What you should do -
Which lines of the data hold the word "flexibility"? Copy all of them.

-------- Data in this exercise

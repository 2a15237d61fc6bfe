//! TDS LOGIN7 packet construction.
//!
//! The LOGIN7 packet is sent by the client to authenticate with SQL Server.
//! It contains client information, credentials, and feature negotiation data.
//!
//! ## Packet Structure
//!
//! The LOGIN7 packet has a complex structure with:
//! - Fixed-length header (94 bytes)
//! - Variable-length data section (strings are UTF-16LE)
//! - Optional feature extension block
//!
//! ## Security Note
//!
//! The password is obfuscated (not encrypted) using a simple XOR + bit rotation.
//! Always use TLS encryption for the connection.

use bytes::{BufMut, Bytes, BytesMut};

use crate::codec::write_utf16_string;
use crate::prelude::*;
use crate::version::TdsVersion;

/// LOGIN7 packet header size (fixed portion).
pub const LOGIN7_HEADER_SIZE: usize = 94;

/// LOGIN7 option flags 1.
#[derive(Debug, Clone, Copy, Default)]
pub struct OptionFlags1 {
    /// Use big-endian byte order.
    pub byte_order_be: bool,
    /// Character set (0 = ASCII, 1 = EBCDIC).
    pub char_ebcdic: bool,
    /// Floating point representation (0 = IEEE 754, 1 = VAX, 2 = ND5000).
    pub float_ieee: bool,
    /// Dump/load off.
    pub dump_load_off: bool,
    /// Use DB notification.
    pub use_db_notify: bool,
    /// Database is fatal.
    pub database_fatal: bool,
    /// Set language warning.
    pub set_lang_warn: bool,
}

impl OptionFlags1 {
    /// Convert to byte.
    ///
    /// Per MS-TDS 2.2.6.3 LOGIN7, OptionFlags1 layout:
    /// - bit 0: fByteOrder (0=little-endian, 1=big-endian)
    /// - bit 1: fChar (0=ASCII, 1=EBCDIC)
    /// - bits 2-3: fFloat (0=IEEE 754, 1=VAX, 2=ND5000)
    /// - bit 4: fDumpLoad
    /// - bit 5: fUseDB
    /// - bit 6: fDatabase
    /// - bit 7: fSetLang
    #[must_use]
    pub fn to_byte(&self) -> u8 {
        let mut flags = 0u8;
        if self.byte_order_be {
            flags |= 0x01; // bit 0
        }
        if self.char_ebcdic {
            flags |= 0x02; // bit 1
        }
        // Note: fFloat is bits 2-3, IEEE 754 = 0, so leave as 0 for IEEE
        // float_ieee being true means we use IEEE (which is 0, the default)
        if self.dump_load_off {
            flags |= 0x10; // bit 4
        }
        if self.use_db_notify {
            flags |= 0x20; // bit 5
        }
        if self.database_fatal {
            flags |= 0x40; // bit 6
        }
        if self.set_lang_warn {
            flags |= 0x80; // bit 7
        }
        flags
    }
}

/// LOGIN7 option flags 2.
#[derive(Debug, Clone, Copy, Default)]
pub struct OptionFlags2 {
    /// Language is fatal.
    pub language_fatal: bool,
    /// ODBC driver.
    pub odbc: bool,
    /// Obsolete: transaction boundary.
    pub tran_boundary: bool,
    /// Obsolete: cache connect.
    pub cache_connect: bool,
    /// User type (0 = Normal, 1 = Server, 2 = DQ login, 3 = Replication).
    pub user_type: u8,
    /// Integrated security.
    pub integrated_security: bool,
}

impl OptionFlags2 {
    /// Convert to byte.
    #[must_use]
    pub fn to_byte(&self) -> u8 {
        let mut flags = 0u8;
        if self.language_fatal {
            flags |= 0x01;
        }
        if self.odbc {
            flags |= 0x02;
        }
        if self.tran_boundary {
            flags |= 0x04;
        }
        if self.cache_connect {
            flags |= 0x08;
        }
        flags |= (self.user_type & 0x07) << 4;
        if self.integrated_security {
            flags |= 0x80;
        }
        flags
    }
}

/// LOGIN7 type flags.
#[derive(Debug, Clone, Copy, Default)]
pub struct TypeFlags {
    /// SQL type (0 = DFLT, 1 = TSQL).
    pub sql_type: u8,
    /// OLEDB driver.
    pub oledb: bool,
    /// Read-only intent.
    pub read_only_intent: bool,
}

impl TypeFlags {
    /// Convert to byte.
    #[must_use]
    pub fn to_byte(&self) -> u8 {
        let mut flags = 0u8;
        flags |= self.sql_type & 0x0F;
        if self.oledb {
            flags |= 0x10;
        }
        if self.read_only_intent {
            flags |= 0x20;
        }
        flags
    }
}

/// LOGIN7 option flags 3.
#[derive(Debug, Clone, Copy, Default)]
pub struct OptionFlags3 {
    /// Change password.
    pub change_password: bool,
    /// User instance.
    pub user_instance: bool,
    /// Send YUKON binary XML.
    pub send_yukon_binary_xml: bool,
    /// Unknown collation handling.
    pub unknown_collation_handling: bool,
    /// Feature extension.
    pub extension: bool,
}

impl OptionFlags3 {
    /// Convert to byte.
    #[must_use]
    pub fn to_byte(&self) -> u8 {
        let mut flags = 0u8;
        if self.change_password {
            flags |= 0x01;
        }
        if self.user_instance {
            flags |= 0x02;
        }
        if self.send_yukon_binary_xml {
            flags |= 0x04;
        }
        if self.unknown_collation_handling {
            flags |= 0x08;
        }
        if self.extension {
            flags |= 0x10;
        }
        flags
    }
}

/// Feature extension types.
#[derive(Debug, Clone, Copy, PartialEq, Eq)]
#[repr(u8)]
pub enum FeatureId {
    /// Session recovery.
    SessionRecovery = 0x01,
    /// Federated authentication.
    FedAuth = 0x02,
    /// Column encryption.
    ColumnEncryption = 0x04,
    /// Global transactions.
    GlobalTransactions = 0x05,
    /// Azure SQL Support for DB.
    AzureSqlSupport = 0x08,
    /// Data classification.
    DataClassification = 0x09,
    /// UTF-8 support.
    Utf8Support = 0x0A,
    /// Azure SQL DNS Caching.
    AzureSqlDnsCaching = 0x0B,
    /// Terminator.
    Terminator = 0xFF,
}

/// LOGIN7 packet builder.
#[derive(Debug, Clone)]
pub struct Login7 {
    /// TDS version to request.
    pub tds_version: TdsVersion,
    /// Requested packet size.
    pub packet_size: u32,
    /// Client program version.
    pub client_prog_version: u32,
    /// Client process ID.
    pub client_pid: u32,
    /// Connection ID (for connection pooling).
    pub connection_id: u32,
    /// Option flags 1.
    pub option_flags1: OptionFlags1,
    /// Option flags 2.
    pub option_flags2: OptionFlags2,
    /// Type flags.
    pub type_flags: TypeFlags,
    /// Option flags 3.
    pub option_flags3: OptionFlags3,
    /// Client timezone offset in minutes.
    pub client_timezone: i32,
    /// Client LCID (locale ID).
    pub client_lcid: u32,
    /// Hostname (client machine name).
    pub hostname: String,
    /// Username for SQL authentication.
    pub username: String,
    /// Password for SQL authentication.
    pub password: String,
    /// Application name.
    pub app_name: String,
    /// Server name.
    pub server_name: String,
    /// Unused field.
    pub unused: String,
    /// Client library name.
    pub library_name: String,
    /// Language.
    pub language: String,
    /// Database name.
    pub database: String,
    /// Client ID (MAC address, typically zeros).
    pub client_id: [u8; 6],
    /// SSPI data for integrated authentication.
    pub sspi_data: Vec<u8>,
    /// Attach DB filename (for LocalDB).
    pub attach_db_file: String,
    /// New password (for password change).
    pub new_password: String,
    /// Feature extensions.
    pub features: Vec<FeatureExtension>,
}

/// Feature extension data.
#[derive(Debug, Clone)]
pub struct FeatureExtension {
    /// Feature ID.
    pub feature_id: FeatureId,
    /// Feature data.
    pub data: Bytes,
}

impl Default for Login7 {
    fn default() -> Self {
        #[cfg(feature = "std")]
        let client_pid = std::process::id();
        #[cfg(not(feature = "std"))]
        let client_pid = 0;

        Self {
            tds_version: TdsVersion::V7_4,
            packet_size: 4096,
            client_prog_version: 0,
            client_pid,
            connection_id: 0,
            // Match Tiberius/standard SQL Server client flags
            option_flags1: OptionFlags1 {
                use_db_notify: true,
                database_fatal: true,
                ..Default::default()
            },
            option_flags2: OptionFlags2 {
                language_fatal: true,
                odbc: true,
                ..Default::default()
            },
            type_flags: TypeFlags::default(), // TSQL type is in sql_type field
            option_flags3: OptionFlags3 {
                unknown_collation_handling: true,
                ..Default::default()
            },
            client_timezone: 0,
            client_lcid: 0x0409, // English (US)
            hostname: String::new(),
            username: String::new(),
            password: String::new(),
            app_name: String::from("rust-mssql-driver"),
            server_name: String::new(),
            unused: String::new(),
            library_name: String::from("rust-mssql-driver"),
            language: String::new(),
            database: String::new(),
            client_id: [0u8; 6],
            sspi_data: Vec::new(),
            attach_db_file: String::new(),
            new_password: String::new(),
            features: Vec::new(),
        }
    }
}
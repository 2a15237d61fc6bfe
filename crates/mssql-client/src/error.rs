//! Client error types.

use std::sync::Arc;

use thiserror::Error;

/// Errors that can occur during client operations.
#[derive(Debug, Error)]
pub enum Error {
    /// Connection failed.
    #[error("connection failed: {0}")]
    Connection(String),

    /// Connection closed unexpectedly.
    #[error("connection closed")]
    ConnectionClosed,

    /// Authentication failed.
    #[error("authentication failed: {0}")]
    Authentication(#[from] mssql_auth::AuthError),

    /// TLS error (string for flexibility in connection code).
    #[error("TLS error: {0}")]
    Tls(String),

    /// Protocol error (string for flexibility in connection code).
    #[error("protocol error: {0}")]
    Protocol(String),

    /// Codec error.
    #[error("codec error: {0}")]
    Codec(#[from] mssql_codec::CodecError),

    /// Type conversion error.
    #[error("type error: {0}")]
    Type(#[from] mssql_types::TypeError),

    /// Query execution error.
    #[error("query error: {0}")]
    Query(String),

    /// Server returned an error.
    #[error("server error {number}: {message}")]
    Server {
        /// Error number.
        number: i32,
        /// Error class/severity (0-25).
        class: u8,
        /// Error state.
        state: u8,
        /// Error message.
        message: String,
        /// Server name where error occurred.
        server: Option<String>,
        /// Stored procedure name (if applicable).
        procedure: Option<String>,
        /// Line number in the SQL batch or procedure.
        line: u32,
    },

    /// Transaction error.
    #[error("transaction error: {0}")]
    Transaction(String),

    /// Configuration error.
    #[error("configuration error: {0}")]
    Config(String),

    /// TCP connection timeout occurred.
    #[error("connection timed out")]
    ConnectTimeout,

    /// TLS handshake timeout occurred.
    #[error("TLS handshake timed out")]
    TlsTimeout,

    /// Connection timeout occurred (alias for backwards compatibility).
    #[error("connection timed out")]
    ConnectionTimeout,

    /// Command execution timeout occurred.
    #[error("command timed out")]
    CommandTimeout,

    /// Connection routing required (Azure SQL).
    #[error("routing required to {host}:{port}")]
    Routing {
        /// Target host.
        host: String,
        /// Target port.
        port: u16,
    },

    /// Too many redirects during connection.
    #[error("too many redirects (max {max})")]
    TooManyRedirects {
        /// Maximum redirects allowed.
        max: u8,
    },

    /// IO error (wrapped in Arc for Clone support).
    #[error("IO error: {0}")]
    Io(Arc<std::io::Error>),

    /// Invalid identifier (potential SQL injection attempt).
    #[error("invalid identifier: {0}")]
    InvalidIdentifier(String),

    /// Connection pool exhausted.
    #[error("connection pool exhausted")]
    PoolExhausted,
}

impl From<mssql_tls::TlsError> for Error {
    fn from(e: mssql_tls::TlsError) -> Self {
        Error::Tls(e.to_string())
    }
}

impl From<tds_protocol::ProtocolError> for Error {
    fn from(e: tds_protocol::ProtocolError) -> Self {
        Error::Protocol(e.to_string())
    }
}

impl From<std::io::Error> for Error {
    fn from(e: std::io::Error) -> Self {
        Error::Io(Arc::new(e))
    }
}

impl Error {
    /// Check if this error is transient and may succeed on retry.
    ///
    /// Transient errors are connection issues and certain server errors that
    /// may resolve themselves. Timeouts are never transient: a timeout means
    /// the operation is still in flight or the server is overloaded, and
    /// retrying on top of that is more likely to compound the problem than
    /// fix it, so callers must decide explicitly whether to try again.
    ///
    /// Per ADR-009, the following server error codes are considered transient:
    /// - 1205: Deadlock victim
    /// - -2: Timeout
    /// - 10928, 10929: Resource limit (Azure)
    /// - 40197: Service error (Azure)
    /// - 40501: Service busy (Azure)
    /// - 40613: Database unavailable (Azure)
    /// - 49918, 49919, 49920: Cannot process request (Azure)
    /// - 4060: Cannot open database (may be transient during failover)
    /// - 18456: Login failed (may be transient in Azure during failover)
    #[must_use]
    pub fn is_transient(&self) -> bool {
        match self {
            Self::ConnectionClosed | Self::Routing { .. } | Self::PoolExhausted | Self::Io(_) => {
                true
            }
            Self::Server { number, .. } => Self::is_transient_server_error(*number),
            _ => false,
        }
    }

    /// Check if a server error number is transient (may succeed on retry).
    ///
    /// This follows the error codes specified in ADR-009.
    #[must_use]
    pub fn is_transient_server_error(number: i32) -> bool {
        matches!(
            number,
            1205 |      // Deadlock victim
            -2 |        // Timeout
            10928 |     // Resource limit (Azure)
            10929 |     // Resource limit (Azure)
            40197 |     // Service error (Azure)
            40501 |     // Service busy (Azure)
            40613 |     // Database unavailable (Azure)
            49918 |     // Cannot process request (Azure)
            49919 |     // Cannot process create/update (Azure)
            49920 |     // Cannot process request (Azure)
            4060 |      // Cannot open database
            18456 // Login failed (may be transient in Azure)
        )
    }

    /// Check if this is a terminal error that will never succeed on retry.
    ///
    /// Terminal errors include syntax errors, constraint violations, and
    /// other errors that indicate programmer error or data issues.
    ///
    /// Per ADR-009, the following server error codes are terminal:
    /// - 102: Syntax error
    /// - 207: Invalid column
    /// - 208: Invalid object
    /// - 547: Constraint violation
    /// - 2627: Unique constraint violation
    /// - 2601: Duplicate key
    #[must_use]
    pub fn is_terminal(&self) -> bool {
        match self {
            Self::Config(_) | Self::InvalidIdentifier(_) => true,
            Self::Server { number, .. } => Self::is_terminal_server_error(*number),
            _ => false,
        }
    }

    /// Check if a server error number is terminal (will never succeed on retry).
    ///
    /// This follows the error codes specified in ADR-009.
    #[must_use]
    pub fn is_terminal_server_error(number: i32) -> bool {
        matches!(
            number,
            102 |       // Syntax error
            207 |       // Invalid column
            208 |       // Invalid object
            547 |       // Constraint violation
            2627 |      // Unique constraint violation
            2601 // Duplicate key
        )
    }

    /// Check if this error indicates a protocol/driver bug.
    ///
    /// Protocol errors typically indicate a bug in the driver implementation
    /// rather than a user error or server issue.
    #[must_use]
    pub fn is_protocol_error(&self) -> bool {
        matches!(self, Self::Protocol(_))
    }

    /// Check if this is a server error with a specific number.
    #[must_use]
    pub fn is_server_error(&self, number: i32) -> bool {
        matches!(self, Self::Server { number: n, .. } if *n == number)
    }

    /// Get the error class/severity if this is a server error.
    ///
    /// SQL Server error classes range from 0-25:
    /// - 0-10: Informational
    /// - 11-16: User errors
    /// - 17-19: Resource/hardware errors
    /// - 20-25: System errors (connection terminating)
    #[must_use]
    pub fn class(&self) -> Option<u8> {
        match self {
            Self::Server { class, .. } => Some(*class),
            _ => None,
        }
    }

    /// Alias for `class()` - returns error severity.
    #[must_use]
    pub fn severity(&self) -> Option<u8> {
        self.class()
    }
}

/// Result type for client operations.
pub type Result<T> = std::result::Result<T, Error>;

#[cfg(test)]
#[allow(clippy::unwrap_used)]
mod tests {
    use super::*;
    use std::sync::Arc;

    fn make_server_error(number: i32) -> Error {
        Error::Server {
            number,
            class: 16,
            state: 1,
            message: "Test error".to_string(),
            server: None,
            procedure: None,
            line: 1,
        }
    }

    #[test]
    fn test_is_transient_connection_errors() {
        assert!(Error::ConnectionClosed.is_transient());
        assert!(Error::PoolExhausted.is_transient());
        assert!(
            Error::Routing {
                host: "test".into(),
                port: 1433,
            }
            .is_transient()
        );
    }

    #[test]
    fn test_timeouts_are_never_transient() {
        assert!(!Error::ConnectTimeout.is_transient());
        assert!(!Error::TlsTimeout.is_transient());
        assert!(!Error::ConnectionTimeout.is_transient());
        assert!(!Error::CommandTimeout.is_transient());
    }

    #[test]
    fn test_is_transient_io_error() {
        let io_err = std::io::Error::new(std::io::ErrorKind::ConnectionReset, "reset");
        assert!(Error::Io(Arc::new(io_err)).is_transient());
    }

    #[test]
    fn test_is_transient_server_errors_deadlock() {
        // 1205 - Deadlock victim
        assert!(make_server_error(1205).is_transient());
    }

    #[test]
    fn test_is_transient_server_errors_timeout() {
        // -2 - Timeout
        assert!(make_server_error(-2).is_transient());
    }

    #[test]
    fn test_is_transient_server_errors_azure() {
        // Azure-specific transient errors
        assert!(make_server_error(10928).is_transient()); // Resource limit
        assert!(make_server_error(10929).is_transient()); // Resource limit
        assert!(make_server_error(40197).is_transient()); // Service error
        assert!(make_server_error(40501).is_transient()); // Service busy
        assert!(make_server_error(40613).is_transient()); // Database unavailable
        assert!(make_server_error(49918).is_transient()); // Cannot process request
        assert!(make_server_error(49919).is_transient()); // Cannot process create/update
        assert!(make_server_error(49920).is_transient()); // Cannot process request
    }

    #[test]
    fn test_is_transient_server_errors_other() {
        // Other transient errors
        assert!(make_server_error(4060).is_transient()); // Cannot open database
        assert!(make_server_error(18456).is_transient()); // Login failed (Azure failover)
    }

    #[test]
    fn test_is_not_transient() {
        // Non-transient errors
        assert!(!Error::Config("bad config".into()).is_transient());
        assert!(!Error::Query("syntax error".into()).is_transient());
        assert!(!Error::InvalidIdentifier("bad id".into()).is_transient());
        assert!(!make_server_error(102).is_transient()); // Syntax error
    }

    #[test]
    fn test_is_terminal_server_errors() {
        // Terminal SQL errors per ADR-009
        assert!(make_server_error(102).is_terminal()); // Syntax error
        assert!(make_server_error(207).is_terminal()); // Invalid column
        assert!(make_server_error(208).is_terminal()); // Invalid object
        assert!(make_server_error(547).is_terminal()); // Constraint violation
        assert!(make_server_error(2627).is_terminal()); // Unique constraint violation
        assert!(make_server_error(2601).is_terminal()); // Duplicate key
    }

    #[test]
    fn test_is_terminal_config_errors() {
        assert!(Error::Config("bad config".into()).is_terminal());
        assert!(Error::InvalidIdentifier("bad id".into()).is_terminal());
    }

    #[test]
    fn test_is_not_terminal() {
        // Non-terminal errors (may be transient or other)
        assert!(!Error::ConnectionTimeout.is_terminal());
        assert!(!make_server_error(1205).is_terminal()); // Deadlock - transient, not terminal
        assert!(!make_server_error(40501).is_terminal()); // Service busy - transient
    }

    #[test]
    fn test_transient_server_error_static() {
        // Test the static helper function
        assert!(Error::is_transient_server_error(1205));
        assert!(Error::is_transient_server_error(40501));
        assert!(!Error::is_transient_server_error(102));
    }

    #[test]
    fn test_terminal_server_error_static() {
        // Test the static helper function
        assert!(Error::is_terminal_server_error(102));
        assert!(Error::is_terminal_server_error(2627));
        assert!(!Error::is_terminal_server_error(1205));
    }

    #[test]
    fn test_error_class() {
        let err = make_server_error(102);
        assert_eq!(err.class(), Some(16));
        assert_eq!(err.severity(), Some(16));

        assert_eq!(Error::ConnectionTimeout.class(), None);
    }

    #[test]
    fn test_is_server_error() {
        let err = make_server_error(102);
        assert!(err.is_server_error(102));
        assert!(!err.is_server_error(103));

        assert!(!Error::ConnectionTimeout.is_server_error(102));
    }
}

----------------

Reply to the exercise -
    /// TLS error (string for flexibility in connection code).
    /// Protocol error (string for flexibility in connection code).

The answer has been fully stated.